## PROBLEM STATEMENT
Each entry needs to be duplicated exactly.

## DATA EXCERPTS
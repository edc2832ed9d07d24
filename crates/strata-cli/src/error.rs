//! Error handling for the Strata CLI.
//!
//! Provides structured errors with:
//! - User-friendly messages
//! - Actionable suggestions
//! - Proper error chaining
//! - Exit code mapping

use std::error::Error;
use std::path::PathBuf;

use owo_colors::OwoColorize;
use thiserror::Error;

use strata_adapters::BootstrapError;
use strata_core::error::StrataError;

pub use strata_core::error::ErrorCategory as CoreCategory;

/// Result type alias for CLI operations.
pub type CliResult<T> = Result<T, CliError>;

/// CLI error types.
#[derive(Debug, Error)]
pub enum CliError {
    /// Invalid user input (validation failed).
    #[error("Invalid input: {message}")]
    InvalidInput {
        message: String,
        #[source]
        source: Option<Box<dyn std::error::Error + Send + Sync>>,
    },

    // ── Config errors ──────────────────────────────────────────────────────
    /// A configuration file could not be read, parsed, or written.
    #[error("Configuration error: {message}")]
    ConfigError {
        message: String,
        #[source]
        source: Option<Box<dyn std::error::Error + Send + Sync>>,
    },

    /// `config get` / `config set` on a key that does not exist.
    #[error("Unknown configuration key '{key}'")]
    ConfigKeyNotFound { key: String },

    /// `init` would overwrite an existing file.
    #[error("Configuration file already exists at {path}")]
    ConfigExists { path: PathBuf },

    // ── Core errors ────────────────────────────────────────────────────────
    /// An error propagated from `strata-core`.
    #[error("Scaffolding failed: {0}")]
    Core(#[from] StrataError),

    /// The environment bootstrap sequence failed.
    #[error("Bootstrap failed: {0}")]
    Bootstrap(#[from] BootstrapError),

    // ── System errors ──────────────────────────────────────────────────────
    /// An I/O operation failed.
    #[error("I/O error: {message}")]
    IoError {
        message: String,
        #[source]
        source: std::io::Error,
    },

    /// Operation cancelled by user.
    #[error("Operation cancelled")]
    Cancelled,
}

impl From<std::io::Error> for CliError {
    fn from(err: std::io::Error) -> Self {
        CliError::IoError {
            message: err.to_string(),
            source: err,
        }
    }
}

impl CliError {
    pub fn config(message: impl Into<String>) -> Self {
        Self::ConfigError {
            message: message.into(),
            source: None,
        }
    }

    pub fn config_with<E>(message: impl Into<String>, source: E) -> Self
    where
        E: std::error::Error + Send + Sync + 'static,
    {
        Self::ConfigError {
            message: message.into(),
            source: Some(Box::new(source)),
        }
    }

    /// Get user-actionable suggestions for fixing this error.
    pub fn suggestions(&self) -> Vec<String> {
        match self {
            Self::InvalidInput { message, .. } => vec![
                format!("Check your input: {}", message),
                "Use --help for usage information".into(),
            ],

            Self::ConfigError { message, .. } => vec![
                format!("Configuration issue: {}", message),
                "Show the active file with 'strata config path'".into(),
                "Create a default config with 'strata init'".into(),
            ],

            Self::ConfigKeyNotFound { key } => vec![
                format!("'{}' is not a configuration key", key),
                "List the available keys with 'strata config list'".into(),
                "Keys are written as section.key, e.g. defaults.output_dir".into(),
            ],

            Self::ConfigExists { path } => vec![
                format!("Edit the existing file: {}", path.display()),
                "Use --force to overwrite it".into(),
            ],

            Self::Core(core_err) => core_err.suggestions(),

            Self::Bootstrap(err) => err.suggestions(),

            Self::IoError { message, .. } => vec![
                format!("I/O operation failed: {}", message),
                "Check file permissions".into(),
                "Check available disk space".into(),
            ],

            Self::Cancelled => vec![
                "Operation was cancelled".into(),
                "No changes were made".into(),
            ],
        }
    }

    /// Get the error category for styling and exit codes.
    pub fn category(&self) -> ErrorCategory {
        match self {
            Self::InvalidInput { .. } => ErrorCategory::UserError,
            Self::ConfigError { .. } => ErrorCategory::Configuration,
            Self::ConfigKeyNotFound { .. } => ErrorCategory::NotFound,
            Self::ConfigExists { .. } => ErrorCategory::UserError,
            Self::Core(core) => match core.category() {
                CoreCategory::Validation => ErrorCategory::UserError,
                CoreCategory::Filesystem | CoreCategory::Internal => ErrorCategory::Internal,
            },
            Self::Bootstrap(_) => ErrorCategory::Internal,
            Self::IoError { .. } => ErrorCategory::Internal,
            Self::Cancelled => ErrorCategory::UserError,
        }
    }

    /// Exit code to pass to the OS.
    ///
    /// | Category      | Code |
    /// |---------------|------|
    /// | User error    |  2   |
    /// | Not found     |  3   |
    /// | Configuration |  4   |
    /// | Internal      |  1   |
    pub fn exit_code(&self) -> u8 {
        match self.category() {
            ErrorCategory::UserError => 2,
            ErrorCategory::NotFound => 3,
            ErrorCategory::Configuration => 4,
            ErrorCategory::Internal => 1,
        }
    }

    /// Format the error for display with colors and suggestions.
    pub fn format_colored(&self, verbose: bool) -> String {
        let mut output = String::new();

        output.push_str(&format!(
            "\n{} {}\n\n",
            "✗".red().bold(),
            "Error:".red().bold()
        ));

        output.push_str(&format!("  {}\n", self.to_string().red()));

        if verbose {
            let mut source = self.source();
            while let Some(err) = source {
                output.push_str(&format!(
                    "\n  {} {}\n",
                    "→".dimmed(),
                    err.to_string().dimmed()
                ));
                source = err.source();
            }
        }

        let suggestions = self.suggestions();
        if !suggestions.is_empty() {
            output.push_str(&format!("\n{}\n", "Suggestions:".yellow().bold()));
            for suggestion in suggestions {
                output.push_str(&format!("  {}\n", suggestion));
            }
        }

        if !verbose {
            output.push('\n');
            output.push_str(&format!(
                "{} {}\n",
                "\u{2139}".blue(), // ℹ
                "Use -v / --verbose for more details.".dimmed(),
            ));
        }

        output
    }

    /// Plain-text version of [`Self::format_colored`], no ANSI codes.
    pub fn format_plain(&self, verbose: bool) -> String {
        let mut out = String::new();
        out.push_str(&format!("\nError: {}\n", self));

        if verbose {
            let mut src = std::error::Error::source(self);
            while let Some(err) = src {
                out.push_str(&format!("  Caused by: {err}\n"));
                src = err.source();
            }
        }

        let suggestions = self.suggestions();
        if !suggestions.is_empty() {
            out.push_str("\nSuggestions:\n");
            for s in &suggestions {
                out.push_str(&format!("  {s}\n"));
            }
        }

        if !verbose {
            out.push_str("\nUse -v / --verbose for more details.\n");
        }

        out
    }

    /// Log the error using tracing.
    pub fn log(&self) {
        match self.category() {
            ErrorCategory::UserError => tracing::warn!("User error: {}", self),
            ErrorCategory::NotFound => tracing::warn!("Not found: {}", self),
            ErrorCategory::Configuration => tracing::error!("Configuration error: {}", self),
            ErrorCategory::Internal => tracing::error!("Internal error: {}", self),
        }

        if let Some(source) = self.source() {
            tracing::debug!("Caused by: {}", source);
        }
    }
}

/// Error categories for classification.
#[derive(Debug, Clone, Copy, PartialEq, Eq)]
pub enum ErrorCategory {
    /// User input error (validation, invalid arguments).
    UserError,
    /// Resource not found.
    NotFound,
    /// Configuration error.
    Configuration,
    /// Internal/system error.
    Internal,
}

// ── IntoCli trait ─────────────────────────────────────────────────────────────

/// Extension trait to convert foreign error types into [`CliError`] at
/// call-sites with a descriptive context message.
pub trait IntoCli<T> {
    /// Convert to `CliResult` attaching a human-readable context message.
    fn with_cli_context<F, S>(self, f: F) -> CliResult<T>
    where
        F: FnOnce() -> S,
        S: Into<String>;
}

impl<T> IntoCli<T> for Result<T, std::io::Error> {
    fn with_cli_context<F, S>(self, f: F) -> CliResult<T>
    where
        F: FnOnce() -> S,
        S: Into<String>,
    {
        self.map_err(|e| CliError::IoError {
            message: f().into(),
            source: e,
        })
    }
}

## ANSWER BOX
repository edc2832ed9d07d24
filename crates/strata-cli/src/error.rs
//! Error handling for the Strata CLI.
//!
//! Provides structured errors with:
//! - User-friendly messages
//! - Actionable suggestions
//! - Proper error chaining
//! - Exit code mapping

use std::error::Error;
use std::path::PathBuf;

use owo_colors::OwoColorize;
use thiserror::Error;

use strata_adapters::BootstrapError;
use strata_core::error::StrataError;

pub use strata_core::error::ErrorCategory as CoreCategory;

/// Result type alias for CLI operations.
pub type CliResult<T> = Result<T, CliError>;

/// CLI error types.
#[derive(Debug, Error)]
pub enum CliError {
    /// Invalid user input (validation failed).
    #[error("Invalid input: {message}")]
    InvalidInput {
        message: String,
        #[source]
        source: Option<Box<dyn std::error::Error + Send + Sync>>,
    },

    // ── Config errors ──────────────────────────────────────────────────────
    /// A configuration file could not be read, parsed, or written.
    #[error("Configuration error: {message}")]
    ConfigError {
        message: String,
        #[source]
        source: Option<Box<dyn std::error::Error + Send + Sync>>,
    },

    /// `config get` / `config set` on a key that does not exist.
    #[error("Unknown configuration key '{key}'")]
    ConfigKeyNotFound { key: String },

    /// `init` would overwrite an existing file.
    #[error("Configuration file already exists at {path}")]
    ConfigExists { path: PathBuf },

    // ── Core errors ────────────────────────────────────────────────────────
    /// An error propagated from `strata-core`.
    #[error("Scaffolding failed: {0}")]
    Core(#[from] StrataError),

    /// The environment bootstrap sequence failed.
    #[error("Bootstrap failed: {0}")]
    Bootstrap(#[from] BootstrapError),

    // ── System errors ──────────────────────────────────────────────────────
    /// An I/O operation failed.
    #[error("I/O error: {message}")]
    IoError {
        message: String,
        #[source]
        source: std::io::Error,
    },

    /// Operation cancelled by user.
    #[error("Operation cancelled")]
    Cancelled,
}

impl From<std::io::Error> for CliError {
    fn from(err: std::io::Error) -> Self {
        CliError::IoError {
            message: err.to_string(),
            source: err,
        }
    }
}

impl CliError {
    pub fn config(message: impl Into<String>) -> Self {
        Self::ConfigError {
            message: message.into(),
            source: None,
        }
    }

    pub fn config_with<E>(message: impl Into<String>, source: E) -> Self
    where
        E: std::error::Error + Send + Sync + 'static,
    {
        Self::ConfigError {
            message: message.into(),
            source: Some(Box::new(source)),
        }
    }

    /// Get user-actionable suggestions for fixing this error.
    pub fn suggestions(&self) -> Vec<String> {
        match self {
            Self::InvalidInput { message, .. } => vec![
                format!("Check your input: {}", message),
                "Use --help for usage information".into(),
            ],

            Self::ConfigError { message, .. } => vec![
                format!("Configuration issue: {}", message),
                "Show the active file with 'strata config path'".into(),
                "Create a default config with 'strata init'".into(),
            ],

            Self::ConfigKeyNotFound { key } => vec![
                format!("'{}' is not a configuration key", key),
                "List the available keys with 'strata config list'".into(),
                "Keys are written as section.key, e.g. defaults.output_dir".into(),
            ],

            Self::ConfigExists { path } => vec![
                format!("Edit the existing file: {}", path.display()),
                "Use --force to overwrite it".into(),
            ],

            Self::Core(core_err) => core_err.suggestions(),

            Self::Bootstrap(err) => err.suggestions(),

            Self::IoError { message, .. } => vec![
                format!("I/O operation failed: {}", message),
                "Check file permissions".into(),
                "Check available disk space".into(),
            ],

            Self::Cancelled => vec![
                "Operation was cancelled".into(),
                "No changes were made".into(),
            ],
        }
    }

    /// Get the error category for styling and exit codes.
    pub fn category(&self) -> ErrorCategory {
        match self {
            Self::InvalidInput { .. } => ErrorCategory::UserError,
            Self::ConfigError { .. } => ErrorCategory::Configuration,
            Self::ConfigKeyNotFound { .. } => ErrorCategory::NotFound,
            Self::ConfigExists { .. } => ErrorCategory::UserError,
            Self::Core(core) => match core.category() {
                CoreCategory::Validation => ErrorCategory::UserError,
                CoreCategory::Filesystem | CoreCategory::Internal => ErrorCategory::Internal,
            },
            Self::Bootstrap(_) => ErrorCategory::Internal,
            Self::IoError { .. } => ErrorCategory::Internal,
            Self::Cancelled => ErrorCategory::UserError,
        }
    }

    /// Exit code to pass to the OS.
    ///
    /// | Category      | Code |
    /// |---------------|------|
    /// | User error    |  2   |
    /// | Not found     |  3   |
    /// | Configuration |  4   |
    /// | Internal      |  1   |
    pub fn exit_code(&self) -> u8 {
        match self.category() {
            ErrorCategory::UserError => 2,
            ErrorCategory::NotFound => 3,
            ErrorCategory::Configuration => 4,
            ErrorCategory::Internal => 1,
        }
    }

    /// Format the error for display with colors and suggestions.
    pub fn format_colored(&self, verbose: bool) -> String {
        let mut output = String::new();

        output.push_str(&format!(
            "\n{} {}\n\n",
            "✗".red().bold(),
            "Error:".red().bold()
        ));

        output.push_str(&format!("  {}\n", self.to_string().red()));

        if verbose {
            let mut source = self.source();
            while let Some(err) = source {
                output.push_str(&format!(
                    "\n  {} {}\n",
                    "→".dimmed(),
                    err.to_string().dimmed()
                ));
                source = err.source();
            }
        }

        let suggestions = self.suggestions();
        if !suggestions.is_empty() {
            output.push_str(&format!("\n{}\n", "Suggestions:".yellow().bold()));
            for suggestion in suggestions {
                output.push_str(&format!("  {}\n", suggestion));
            }
        }

        if !verbose {
            output.push('\n');
            output.push_str(&format!(
                "{} {}\n",
                "\u{2139}".blue(), // ℹ
                "Use -v / --verbose for more details.".dimmed(),
            ));
        }

        output
    }

    /// Plain-text version of [`Self::format_colored`], no ANSI codes.
    pub fn format_plain(&self, verbose: bool) -> String {
        let mut out = String::new();
        out.push_str(&format!("\nError: {}\n", self));

        if verbose {
            let mut src = std::error::Error::source(self);
            while let Some(err) = src {
                out.push_str(&format!("  Caused by: {err}\n"));
                src = err.source();
            }
        }

        let suggestions = self.suggestions();
        if !suggestions.is_empty() {
            out.push_str("\nSuggestions:\n");
            for s in &suggestions {
                out.push_str(&format!("  {s}\n"));
            }
        }

        if !verbose {
            out.push_str("\nUse -v / --verbose for more details.\n");
        }

        out
    }

    /// Log the error using tracing.
    pub fn log(&self) {
        match self.category() {
            ErrorCategory::UserError => tracing::warn!("User error: {}", self),
            ErrorCategory::NotFound => tracing::warn!("Not found: {}", self),
            ErrorCategory::Configuration => tracing::error!("Configuration error: {}", self),
            ErrorCategory::Internal => tracing::error!("Internal error: {}", self),
        }

        if let Some(source) = self.source() {
            tracing::debug!("Caused by: {}", source);
        }
    }
}

/// Error categories for classification.
#[derive(Debug, Clone, Copy, PartialEq, Eq)]
pub enum ErrorCategory {
    /// User input error (validation, invalid arguments).
    UserError,
    /// Resource not found.
    NotFound,
    /// Configuration error.
    Configuration,
    /// Internal/system error.
    Internal,
}

// ── IntoCli trait ─────────────────────────────────────────────────────────────

/// Extension trait to convert foreign error types into [`CliError`] at
/// call-sites with a descriptive context message.
pub trait IntoCli<T> {
    /// Convert to `CliResult` attaching a human-readable context message.
    fn with_cli_context<F, S>(self, f: F) -> CliResult<T>
    where
        F: FnOnce() -> S,
        S: Into<String>;
}

impl<T> IntoCli<T> for Result<T, std::io::Error> {
    fn with_cli_context<F, S>(self, f: F) -> CliResult<T>
    where
        F: FnOnce() -> S,
        S: Into<String>,
    {
        self.map_err(|e| CliError::IoError {
            message: f().into(),
            source: e,
        })
    }
}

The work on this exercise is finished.